In 1985, a man named Jonathon dropped a message in a bottle to a woman named Mary. Twenty-eight years later, the message in a bottle was discovered after having made a voyage of almost 5,000 miles from Canada to Croatia.

“Mary, you really are a great person. I hope we can keep in correspondence. I said I would write,” reads the message, which was published in the Toronto Star. “Your friend always. Jonathon. Nova Scotia 1985.”

According to the AFP, the bottle traveled approximately 4,971 miles between the two points.

The bottle was discovered by Matea Rezik, who said she found it washed up on the banks of the Neretva river.

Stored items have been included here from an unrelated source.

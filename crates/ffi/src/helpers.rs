use crate::error::{with_last_error_mut, DefaultGiplError, FfiError, GiplErrorCode};
use std::ffi::{CStr, CString};
use std::os::raw::c_char;

/// Set the thread-local error message and code.
/// Accepts any type implementing `FfiError` trait.
pub(crate) fn set_last_error(error: &impl FfiError) {
    with_last_error_mut(|(cstring, code)| {
        *cstring = CString::new(error.msg()).ok();
        *code = error.code();
    });
}

/// Track an error by setting it in thread-local storage and returning its code.
#[inline]
pub(crate) fn track_error(error: &impl FfiError) -> GiplErrorCode {
    set_last_error(error);
    error.code()
}

/// Clear the thread-local error message and code.
/// Called on successful operations.
pub(crate) fn clear_last_error() {
    with_last_error_mut(|(cstring, code)| {
        *cstring = None;
        *code = GiplErrorCode::Ok;
    });
}

/// Record the outcome of `result`: clears the last error on success, stores it
/// on failure and hands back its code.
pub(crate) fn track_result<T>(result: Result<T, DefaultGiplError>) -> Result<T, GiplErrorCode> {
    match result {
        Ok(value) => {
            clear_last_error();
            Ok(value)
        }
        Err(error) => Err(track_error(&error)),
    }
}

/// Run `f` and convert its result into the code returned across FFI.
pub(crate) fn handle_ffi_result_error<F>(f: F) -> GiplErrorCode
where
    F: FnOnce() -> Result<(), DefaultGiplError>,
{
    match track_result(f()) {
        Ok(()) => GiplErrorCode::Ok,
        Err(code) => code,
    }
}

/// Borrow the object behind an opaque handle.
///
/// # Safety
/// `ptr` must be null or point to a live `T` that stays valid and is not
/// mutated through another alias for `'a`.
pub(crate) unsafe fn ref_from_ptr<'a, T>(
    ptr: *const T,
    name: &str,
) -> Result<&'a T, DefaultGiplError> {
    // SAFETY: null is rejected by `as_ref`; validity is the caller's contract.
    unsafe { ptr.as_ref() }.ok_or_else(|| DefaultGiplError::null_pointer(name))
}

/// Read a NUL-terminated UTF-8 string argument.
///
/// # Safety
/// `ptr` must be null or point to a NUL-terminated string that outlives `'a`.
pub(crate) unsafe fn str_from_ptr<'a>(
    ptr: *const c_char,
    name: &str,
) -> Result<&'a str, DefaultGiplError> {
    if ptr.is_null() {
        return Err(DefaultGiplError::null_pointer(name));
    }
    // SAFETY: non-null and NUL-terminated per the function contract.
    unsafe { CStr::from_ptr(ptr) }
        .to_str()
        .map_err(|e| DefaultGiplError::invalid_parameter(format!("Parameter '{name}' is not UTF-8: {e}")))
}

/// Copy an optional caller array of `len` values; null means absent.
///
/// # Safety
/// A non-null `ptr` must point to `len` readable, initialized doubles.
pub(crate) unsafe fn optional_vec(ptr: *const f64, len: usize) -> Option<Vec<f64>> {
    if ptr.is_null() || len == 0 {
        return None;
    }
    // SAFETY: non-null and `len` doubles long per the function contract.
    Some(unsafe { std::slice::from_raw_parts(ptr, len) }.to_vec())
}

/// Write `values` to a caller buffer of `capacity` doubles.
///
/// The required length is always stored in `out_len`; the values are only
/// copied when they fit.
///
/// # Safety
/// `out_len` must be null or writable; a non-null `out` must hold `capacity`
/// writable doubles.
pub(crate) unsafe fn write_values(
    values: &[f64],
    out: *mut f64,
    capacity: usize,
    out_len: *mut usize,
) -> Result<(), DefaultGiplError> {
    if out_len.is_null() {
        return Err(DefaultGiplError::null_pointer("out_len"));
    }
    // SAFETY: checked for null above; writable per the function contract.
    unsafe { *out_len = values.len() };
    if values.len() > capacity {
        return Err(DefaultGiplError::buffer_too_small(values.len(), capacity));
    }
    if values.is_empty() {
        return Ok(());
    }
    if out.is_null() {
        return Err(DefaultGiplError::null_pointer("out"));
    }
    // SAFETY: `out` holds at least `capacity >= values.len()` doubles.
    unsafe { std::ptr::copy_nonoverlapping(values.as_ptr(), out, values.len()) };
    Ok(())
}

#[cfg(test)]
mod tests {
    use super::*;
    use crate::error::{gipl_get_last_error, gipl_get_last_error_code};

    #[test]
    fn write_values_reports_required_length() {
        let values = [1.0, 2.0, 3.0];
        let mut out = [0.0; 2];
        let mut len = 0usize;
        let err =
            unsafe { write_values(&values, out.as_mut_ptr(), out.len(), &mut len) }.unwrap_err();
        assert_eq!(err.code(), GiplErrorCode::BufferTooSmall);
        assert_eq!(len, 3);

        let mut out = [0.0; 4];
        unsafe { write_values(&values, out.as_mut_ptr(), out.len(), &mut len) }.unwrap();
        assert_eq!(&out[..3], &values);
    }

    #[test]
    fn null_arguments_are_reported() {
        let missing: *const f64 = std::ptr::null();
        assert!(unsafe { optional_vec(missing, 3) }.is_none());
        let err = unsafe { ref_from_ptr(missing, "ptr") }.unwrap_err();
        assert_eq!(err.code(), GiplErrorCode::NullPointer);
        let err = unsafe { str_from_ptr(std::ptr::null(), "name") }.unwrap_err();
        assert_eq!(err.code(), GiplErrorCode::NullPointer);

        let values = [0.5, 1.5];
        assert_eq!(unsafe { optional_vec(values.as_ptr(), 2) }, Some(vec![0.5, 1.5]));
    }

    #[test]
    fn tracked_errors_are_readable_then_cleared() {
        let code = handle_ffi_result_error(|| Err(DefaultGiplError::null_pointer("ptr")));
        assert_eq!(code, GiplErrorCode::NullPointer);
        assert_eq!(gipl_get_last_error_code(), GiplErrorCode::NullPointer);
        assert!(!gipl_get_last_error().is_null());

        assert_eq!(handle_ffi_result_error(|| Ok(())), GiplErrorCode::Ok);
        assert!(gipl_get_last_error().is_null());
    }
}
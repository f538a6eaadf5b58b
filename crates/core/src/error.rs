//! Error types for the permafrost column model
//!
//! Every fallible operation in the crate returns [`GiplResult`]. The variants
//! follow the three failure classes of the model:
//!
//! - configuration errors (calibration data, catalog, column layout, material
//!   properties) are reported before any time stepping starts
//! - numerical divergence is reported with the simulation time and the step
//!   size at which step halving gave up
//! - forcing problems that have no safe default (empty or non-finite series)
//!
//! Input-range problems with a physically defensible correction (water content
//! above capacity, snow deeper than the snow grid) are clamped with a
//! `tracing::warn!` instead of producing an error.

use std::path::PathBuf;
use thiserror::Error;

/// Result alias used throughout the crate.
pub type GiplResult<T> = Result<T, GiplError>;

/// Errors produced while configuring or running a column.
#[derive(Error, Debug)]
pub enum GiplError {
    /// A properties or calibration file could not be read.
    #[error("cannot read '{path}': {source}")]
    Io {
        /// File that failed to open or read
        path: PathBuf,
        /// Underlying IO error
        #[source]
        source: std::io::Error,
    },

    /// A properties or calibration file has malformed content.
    #[error("{file}:{line}: {message}")]
    Parse {
        /// File being parsed
        file: PathBuf,
        /// 1-based line number
        line: usize,
        /// What went wrong
        message: String,
    },

    /// A freezing-curve calibration table is unusable.
    #[error("invalid calibration table for '{layer}': {message}")]
    InvalidCalibration {
        /// Layer type the table belongs to
        layer: String,
        /// What went wrong
        message: String,
    },

    /// A column references a layer type the catalog does not contain.
    #[error("unrecognized layer type '{name}'; available types are {available}")]
    UnknownLayerType {
        /// Requested name
        name: String,
        /// Comma separated catalog names
        available: String,
    },

    /// The column setup is inconsistent (node counts, depths, initial state).
    #[error("invalid column setup: {0}")]
    InvalidColumn(String),

    /// Forcing data cannot be used.
    #[error("invalid forcing: {0}")]
    InvalidForcing(String),

    /// A mixed thermal property came out NaN, infinite or negative.
    #[error("invalid {quantity} at node {node}: {value}")]
    InvalidProperty {
        /// Property name (conductivity, heat capacity)
        quantity: &'static str,
        /// Grid index of the node
        node: i32,
        /// Offending value
        value: f64,
    },

    /// Step halving reached the minimum step without converging.
    #[error("no convergence at t = {time:.6} d with step {step:.3e} d")]
    Divergence {
        /// Simulation time (days since the start of the interval)
        time: f64,
        /// Step size that failed (days)
        step: f64,
    },
}

impl GiplError {
    pub(crate) fn parse(file: impl Into<PathBuf>, line: usize, message: impl Into<String>) -> Self {
        Self::Parse {
            file: file.into(),
            line,
            message: message.into(),
        }
    }

    pub(crate) fn calibration(layer: &str, message: impl Into<String>) -> Self {
        Self::InvalidCalibration {
            layer: layer.to_string(),
            message: message.into(),
        }
    }

    /// `true` for errors raised before time stepping (bad configuration).
    #[must_use]
    pub fn is_configuration(&self) -> bool {
        !matches!(self, Self::Divergence { .. } | Self::InvalidForcing(_))
    }
}
use clap::Parser;
use permafrost_core::{
    Celsius, Column, ColumnSetup, ForcingInterval, GiplResult, HeatFlux, IntervalResults,
    MaterialCatalog, Meters, SnowSpec, SoilLayerSpec, SolverConfig, DEFAULT_GEOTHERMAL_HEAT_FLUX,
};
use std::fmt::Write as _;
use std::fs;
use std::path::PathBuf;
use std::process::ExitCode;
use tracing::error;
use tracing_subscriber::EnvFilter;

/// Permafrost column demo with configurable parameters
#[derive(Parser, Debug)]
#[command(name = "permafrost-demo")]
#[command(about = "Soil temperature under a freezing air-temperature ramp", long_about = None)]
struct Args {
    /// Number of simulated days
    #[arg(short, long, default_value_t = 30)]
    days: usize,

    /// Air temperature on the first day in °C
    #[arg(long, default_value_t = 2.0, allow_hyphen_values = true)]
    start_temperature: f64,

    /// Air temperature on the last day in °C
    #[arg(long, default_value_t = -10.0, allow_hyphen_values = true)]
    end_temperature: f64,

    /// Layer type of the single soil layer
    #[arg(short, long, default_value = "MineralSoil")]
    layer_type: String,

    /// Soil nodes in the layer
    #[arg(short, long, default_value_t = 10)]
    nodes: usize,

    /// Depth of the column in meters
    #[arg(long, default_value_t = 1.0)]
    depth: f64,

    /// Initial soil temperature in °C
    #[arg(long, default_value_t = 2.0, allow_hyphen_values = true)]
    initial_temperature: f64,

    /// Initial volumetric water content (m³/m³)
    #[arg(long, default_value_t = 0.4)]
    water_content: f64,

    /// Constant snow thickness in meters (0 = no snow)
    #[arg(long, default_value_t = 0.0)]
    snow: f64,

    /// Geothermal heat flux in W/m² (the catalog value otherwise)
    #[arg(long)]
    geothermal_flux: Option<f64>,

    /// Properties file with layer types (built-in presets otherwise)
    #[arg(short, long)]
    properties: Option<PathBuf>,

    /// Column setup as JSON (replaces the single-layer options)
    #[arg(long)]
    setup: Option<PathBuf>,

    /// Forcing interval as JSON (replaces the ramp options)
    #[arg(long)]
    forcing: Option<PathBuf>,

    /// Write daily profiles to this CSV file
    #[arg(long)]
    csv: Option<PathBuf>,

    /// Report every N days
    #[arg(short, long, default_value_t = 5)]
    report_interval: usize,
}

fn read_json<T: serde::de::DeserializeOwned>(path: &PathBuf) -> Result<T, String> {
    let text = fs::read_to_string(path).map_err(|e| format!("{}: {e}", path.display()))?;
    serde_json::from_str(&text).map_err(|e| format!("{}: {e}", path.display()))
}

fn ramp_setup(args: &Args) -> ColumnSetup {
    ColumnSetup {
        snow: if args.snow > 0.0 {
            SnowSpec {
                nodes: 10,
                max_thickness: Meters::new((2.0 * args.snow).max(1.0)),
                initial_temperature: Celsius::new(args.start_temperature.min(0.0)),
            }
        } else {
            SnowSpec::default()
        },
        soil_layers: vec![SoilLayerSpec {
            layer_type: args.layer_type.clone(),
            nodes: args.nodes,
            max_depth: Meters::new(args.depth),
            initial_temperature: Celsius::new(args.initial_temperature),
            initial_water_content: args.water_content,
        }],
        porosity_profile: None,
        output_depths: None,
        geothermal_heat_flux: args.geothermal_flux.map(HeatFlux::from),
        solver: SolverConfig::default(),
    }
}

fn ramp_forcing(args: &Args) -> ForcingInterval {
    let last = args.days.saturating_sub(1).max(1) as f64;
    let air = (0..args.days).map(|d| {
        args.start_temperature + (args.end_temperature - args.start_temperature) * d as f64 / last
    });
    let mut forcing = ForcingInterval::air_only(air);
    if args.snow > 0.0 {
        forcing.snow_thickness = vec![Meters::new(args.snow)];
        forcing.snow_conductivity = vec![0.2];
        forcing.snow_heat_capacity = vec![0.5e6];
    }
    forcing
}

fn write_csv(path: &PathBuf, depths: &[f64], results: &IntervalResults) -> std::io::Result<()> {
    let mut text = String::from("day");
    for z in depths {
        let _ = write!(text, ",{z:.3}");
    }
    text.push('\n');
    for (day, profile) in results.daily_profiles.iter().enumerate() {
        let _ = write!(text, "{day}");
        for t in profile {
            let _ = write!(text, ",{t:.4}");
        }
        text.push('\n');
    }
    fs::write(path, text)
}

fn run(args: &Args) -> Result<(), String> {
    let catalog = match &args.properties {
        Some(path) => MaterialCatalog::load(path),
        None => MaterialCatalog::presets(
            args.geothermal_flux.unwrap_or(DEFAULT_GEOTHERMAL_HEAT_FLUX),
        ),
    }
    .map_err(|e| e.to_string())?
    .into_shared();
    println!(
        "Layer types: {}",
        catalog.names().collect::<Vec<_>>().join(", ")
    );

    let setup = match &args.setup {
        Some(path) => read_json(path)?,
        None => ramp_setup(args),
    };
    let forcing = match &args.forcing {
        Some(path) => read_json(path)?,
        None => ramp_forcing(args),
    };

    let build_and_run = || -> GiplResult<(Column, IntervalResults)> {
        let mut column = Column::new("demo", catalog.clone(), &setup)?;
        let results = column.run_interval(&forcing)?;
        Ok((column, results))
    };
    let (column, results) = build_and_run().map_err(|e| e.to_string())?;

    let depths = column.soil_depths();
    let mid = depths.len() / 2;
    println!(
        "\nColumn: {} soil nodes down to {:.2} m, geothermal flux {} W/m²",
        depths.len(),
        depths[depths.len() - 1],
        column.geothermal_heat_flux()
    );
    println!(
        "\n{:>5} {:>8} {:>10} {:>10} {:>10} {:>10}",
        "day", "air", "surface", format!("{:.2} m", depths[mid]), "bottom", "front"
    );

    let interval = args.report_interval.max(1);
    for (day, profile) in results.daily_profiles.iter().enumerate() {
        if day % interval != 0 && day + 1 != results.days() {
            continue;
        }
        let front = results.daily_front_depth[day]
            .map_or_else(|| "-".to_string(), |z| format!("{z:.3} m"));
        println!(
            "{:>5} {:>8.2} {:>10.3} {:>10.3} {:>10.3} {:>10}",
            day,
            forcing.surface_temperature(day as f64 + 1.0),
            profile[0],
            profile[mid],
            profile[profile.len() - 1],
            front
        );
    }

    println!(
        "\nSolver: {} steps, {} rejected, {} iterations",
        results.stats.accepted_steps, results.stats.rejected_steps, results.stats.iterations
    );
    println!("Average profile:");
    for (z, t) in depths.iter().zip(&results.average_profile) {
        println!("  {z:>7.3} m  {t:>8.3} °C");
    }

    if let Some(path) = &args.csv {
        write_csv(path, &depths, &results).map_err(|e| format!("{}: {e}", path.display()))?;
        println!("\nDaily profiles written to {}", path.display());
    }
    Ok(())
}

fn main() -> ExitCode {
    tracing_subscriber::fmt()
        .with_env_filter(
            EnvFilter::try_from_default_env().unwrap_or_else(|_| EnvFilter::new("info")),
        )
        .init();

    let args = Args::parse();
    println!("=== Permafrost Column Demo ===\n");

    match run(&args) {
        Ok(()) => ExitCode::SUCCESS,
        Err(message) => {
            error!("{message}");
            ExitCode::FAILURE
        }
    }
}
//! Numerical settings of the implicit solver
//!
//! The defaults are the calibration constants of the reference permafrost
//! model. They are exposed for experiments and tests; changing them changes
//! the model's validated behaviour.

use serde::{Deserialize, Serialize};

/// Step-size and convergence controls of [`ImplicitConductionSolver`].
///
/// [`ImplicitConductionSolver`]: crate::solver::ImplicitConductionSolver
#[derive(Debug, Clone, Copy, PartialEq, Serialize, Deserialize)]
#[serde(default)]
pub struct SolverConfig {
    /// Iterations allowed per step before the step is halved
    pub max_iterations: u32,
    /// Largest time step (days)
    pub max_step_days: f64,
    /// Smallest time step before the run is declared divergent (days)
    pub min_step_days: f64,
    /// Convergence criterion on the largest temperature change (°C)
    pub convergence_tolerance: f64,
    /// Temperature difference below which the enthalpy chord is replaced by
    /// the analytic apparent heat capacity (°C)
    pub enthalpy_regularization: f64,
    /// A step converging in at most this many iterations counts toward
    /// step growth
    pub fast_convergence_iterations: u32,
    /// Consecutive fast steps after which the step size doubles
    pub growth_streak: u32,
}

impl Default for SolverConfig {
    fn default() -> Self {
        Self {
            max_iterations: 20,
            max_step_days: 0.5,
            min_step_days: 1.0e-8,
            convergence_tolerance: 1.0e-5,
            enthalpy_regularization: 1.0e-10,
            fast_convergence_iterations: 10,
            growth_streak: 3,
        }
    }
}
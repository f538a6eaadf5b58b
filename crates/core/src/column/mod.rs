//! Column geometry, materials and thermal state

mod setup;
mod state;

pub use setup::{ColumnSetup, SnowSpec, SoilLayerSpec};
pub use state::{LayeredColumnState, SnowCover, FRONT_FRACTION};
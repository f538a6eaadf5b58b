//! Effective thermal properties of a grid node
//!
//! A soil node is a mixture of solid matrix, liquid water, ice and air. With
//! porosity `P`, total water content `W` and unfrozen fraction `θ`:
//!
//! ```text
//! C = (1−P)·Cm + (P−W)·Ca + W·(θ·Cw + (1−θ)·Ci) + W·θ'·(L + (Cw−Ci)·T)
//! H = ((1−P)·Cm + (P−W)·Ca + W·Ci)·T + W·θ·(L + (Cw−Ci)·T)
//! k = Km^(1−P) · (Ki·exp(θ·ln(Kw/Ki)))^W · Ka^(P−W)
//! ```
//!
//! `C = dH/dT` is the apparent heat capacity: its last term releases the
//! latent heat of the water that freezes as temperature drops. Snow nodes use
//! the interval's snow conductivity and heat capacity directly.

use super::constants::{
    CONDUCTIVITY_AIR, CONDUCTIVITY_ICE, HEAT_CAPACITY_AIR, HEAT_CAPACITY_ICE, HEAT_CAPACITY_WATER,
    LATENT_HEAT_FUSION, LN_WATER_ICE_CONDUCTIVITY,
};
use super::freezing_curve::UnfrozenWater;
use crate::error::{GiplError, GiplResult};

/// Composition of a soil node.
#[derive(Debug, Clone, Copy, PartialEq)]
pub struct SoilComposition {
    /// Saturation capacity (m³/m³)
    pub porosity: f64,
    /// Total water content, liquid plus ice (m³/m³), at most `porosity`
    pub water_content: f64,
    /// Thermal conductivity of the solid matrix (W/m/K)
    pub solid_conductivity: f64,
    /// Volumetric heat capacity of the solid matrix (MJ/m³/K)
    pub solid_heat_capacity: f64,
}

impl SoilComposition {
    /// Heat capacity of the node with all water frozen (MJ/m³/K).
    #[inline]
    pub fn frozen_heat_capacity(&self) -> f64 {
        (1.0 - self.porosity) * self.solid_heat_capacity
            + (self.porosity - self.water_content) * HEAT_CAPACITY_AIR
            + self.water_content * HEAT_CAPACITY_ICE
    }

    /// Volumetric enthalpy (MJ/m³) relative to fully frozen soil at 0 °C.
    #[inline]
    pub fn enthalpy(&self, t: f64, fraction: f64) -> f64 {
        self.frozen_heat_capacity() * t
            + self.water_content
                * fraction
                * (LATENT_HEAT_FUSION + (HEAT_CAPACITY_WATER - HEAT_CAPACITY_ICE) * t)
    }

    /// Apparent volumetric heat capacity (MJ/m³/K), `dH/dT`.
    #[inline]
    pub fn heat_capacity(&self, t: f64, water: &UnfrozenWater) -> f64 {
        let w = self.water_content;
        (1.0 - self.porosity) * self.solid_heat_capacity
            + (self.porosity - w) * HEAT_CAPACITY_AIR
            + w * (water.fraction * HEAT_CAPACITY_WATER + (1.0 - water.fraction) * HEAT_CAPACITY_ICE)
            + w * water.slope * (LATENT_HEAT_FUSION + (HEAT_CAPACITY_WATER - HEAT_CAPACITY_ICE) * t)
    }

    /// Thermal conductivity (W/m/K) for the given unfrozen fraction.
    #[inline]
    pub fn conductivity(&self, fraction: f64) -> f64 {
        let water_ice = CONDUCTIVITY_ICE * (fraction * LN_WATER_ICE_CONDUCTIVITY).exp();
        self.solid_conductivity.powf(1.0 - self.porosity)
            * water_ice.powf(self.water_content)
            * CONDUCTIVITY_AIR.powf(self.porosity - self.water_content)
    }
}

/// Material filling a node for the current interval.
#[derive(Debug, Clone, Copy, PartialEq)]
pub enum NodeMaterial {
    /// Snow with constant-for-the-interval properties
    Snow {
        /// W/m/K
        conductivity: f64,
        /// MJ/m³/K
        heat_capacity: f64,
    },
    /// Soil mixture
    Soil(SoilComposition),
}

/// Mixed properties of one node at one temperature.
#[derive(Debug, Clone, Copy, PartialEq)]
pub struct NodeProperties {
    /// Apparent volumetric heat capacity (MJ/m³/K)
    pub heat_capacity: f64,
    /// Thermal conductivity (W/m/K)
    pub conductivity: f64,
    /// Volumetric enthalpy (MJ/m³)
    pub enthalpy: f64,
}

impl NodeMaterial {
    /// Enthalpy of the node at `t` with unfrozen fraction `fraction`.
    #[inline]
    pub fn enthalpy(&self, t: f64, fraction: f64) -> f64 {
        match self {
            Self::Snow { heat_capacity, .. } => heat_capacity * t,
            Self::Soil(soil) => soil.enthalpy(t, fraction),
        }
    }

    /// Mix heat capacity, conductivity and enthalpy for node `node`.
    ///
    /// # Errors
    ///
    /// Returns [`GiplError::InvalidProperty`] when the heat capacity or
    /// conductivity is NaN, infinite or negative.
    pub fn mix(&self, node: i32, t: f64, water: &UnfrozenWater) -> GiplResult<NodeProperties> {
        let props = match self {
            Self::Snow {
                conductivity,
                heat_capacity,
            } => NodeProperties {
                heat_capacity: *heat_capacity,
                conductivity: *conductivity,
                enthalpy: heat_capacity * t,
            },
            Self::Soil(soil) => NodeProperties {
                heat_capacity: soil.heat_capacity(t, water),
                conductivity: soil.conductivity(water.fraction),
                enthalpy: soil.enthalpy(t, water.fraction),
            },
        };
        check_property(node, "heat capacity", props.heat_capacity)?;
        check_property(node, "conductivity", props.conductivity)?;
        Ok(props)
    }
}

fn check_property(node: i32, quantity: &'static str, value: f64) -> GiplResult<()> {
    if value.is_finite() && value >= 0.0 {
        Ok(())
    } else {
        Err(GiplError::InvalidProperty {
            quantity,
            node,
            value,
        })
    }
}
//! Implicit heat-conduction solver
//!
//! [`ImplicitConductionSolver`] advances a [`LayeredColumnState`] through
//! time with backward-Euler steps on the enthalpy form of the heat equation.
//! The linearised system of every iteration is tridiagonal and solved by
//! [`TridiagonalSystem`] with buffers kept between iterations.
//!
//! [`LayeredColumnState`]: crate::column::LayeredColumnState

mod implicit;
pub mod tridiagonal;

pub use implicit::{AdvanceStats, ImplicitConductionSolver, StepControl, StepState};
pub use tridiagonal::TridiagonalSystem;
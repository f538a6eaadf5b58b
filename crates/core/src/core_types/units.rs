//! Unit newtypes for the public column and forcing descriptions
//!
//! Setup and forcing values cross the API as [`Celsius`], [`Meters`] and
//! [`HeatFlux`] so a depth cannot be passed where a temperature is expected.
//! The wrappers serialize as bare numbers and deref to `f64`; the solver
//! works on plain `f64` arrays internally.
//!
//! ```
//! use permafrost_core::{Celsius, Meters};
//!
//! let surface = Celsius::new(-4.5);
//! let depth = Meters::new(0.25);
//! assert_eq!(*surface + 1.0, -3.5);
//! assert!(depth < Meters::new(1.0));
//! ```
//!
//! Range checks (absolute zero, positive depths) belong to
//! [`ColumnSetup::validate`](crate::ColumnSetup::validate), so constructing a
//! value never panics.

use serde::{Deserialize, Serialize};
use std::fmt;
use std::ops::Deref;

macro_rules! unit_newtype {
    ($(#[$doc:meta])* $name:ident, $symbol:literal) => {
        $(#[$doc])*
        #[derive(Debug, Clone, Copy, PartialEq, PartialOrd, Default, Serialize, Deserialize)]
        #[repr(transparent)]
        #[serde(transparent)]
        pub struct $name(f64);

        impl $name {
            #[inline]
            #[must_use]
            pub const fn new(value: f64) -> Self {
                Self(value)
            }

            /// Raw value in the unit of the type.
            #[inline]
            #[must_use]
            pub const fn value(self) -> f64 {
                self.0
            }
        }

        impl Deref for $name {
            type Target = f64;

            #[inline]
            fn deref(&self) -> &f64 {
                &self.0
            }
        }

        impl From<f64> for $name {
            #[inline]
            fn from(value: f64) -> Self {
                Self(value)
            }
        }

        impl From<$name> for f64 {
            #[inline]
            fn from(value: $name) -> f64 {
                value.0
            }
        }

        impl fmt::Display for $name {
            fn fmt(&self, f: &mut fmt::Formatter<'_>) -> fmt::Result {
                fmt::Display::fmt(&self.0, f)?;
                f.write_str($symbol)
            }
        }
    };
}

unit_newtype!(
    /// Temperature in degrees Celsius
    Celsius,
    " °C"
);

unit_newtype!(
    /// Length or depth in meters (depths positive downward)
    Meters,
    " m"
);

unit_newtype!(
    /// Heat flux density in W/m², positive into the column
    HeatFlux,
    " W/m²"
);

impl Celsius {
    /// Absolute zero
    pub const ABSOLUTE_ZERO: Celsius = Celsius(-273.15);
}

/// Raw values of a unit series.
pub(crate) fn raw_values<T: Copy + Into<f64>>(values: &[T]) -> Vec<f64> {
    values.iter().map(|&v| v.into()).collect()
}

Rezik then posted a picture of the message, saying she wanted to help reunite Mary and Jonathon. Since then, people have been posting about the message across social media sites in an attempt to find out exactly who the two are, where they might live and even if they're still alive.

Of course, others have been understandably confused as to why Jonathon would attempt a correspondence via a message in a bottle dropped into the ocean.

In August 2012, an even older bottled message was discovered that had been adrift for 98 years, setting a Guinness world record. But there was little mystery about that message, as it was part of an experiment by the government of Scotland. And that bottle didn’t travel far, being discovered at a relatively close distance from where it had been deposited nearly a century before.

So how exactly did Jonathon’s bottle travel thousands of miles before ending up in a brush pile alongside a Croatian river?

The Toronto Star says that over the years, the bottle likely traveled across the Atlantic, passed through the Mediterranean Sea, the Strait of Gibraltar and finally through the Adriatic Sea in order to reach the Neretva.

Those lengthy journeys are not entirely unheard of. In August 2011, a girl in Hawaii discovered a message in a bottle written by an Oregon boy. That message managed to travel more than 2,000 miles in a single year.

"Dear finder of my message, My name is Thomas and I live in Oregon,” the message read. “I'm ten years old and this week I'm salmon fishing deep in the ocean. I would like to hear from you."

Sure enough, Thomas Craig and Trinity Ballesteros, the then 9-year-old girl who discovered the bottle, have become pen pals.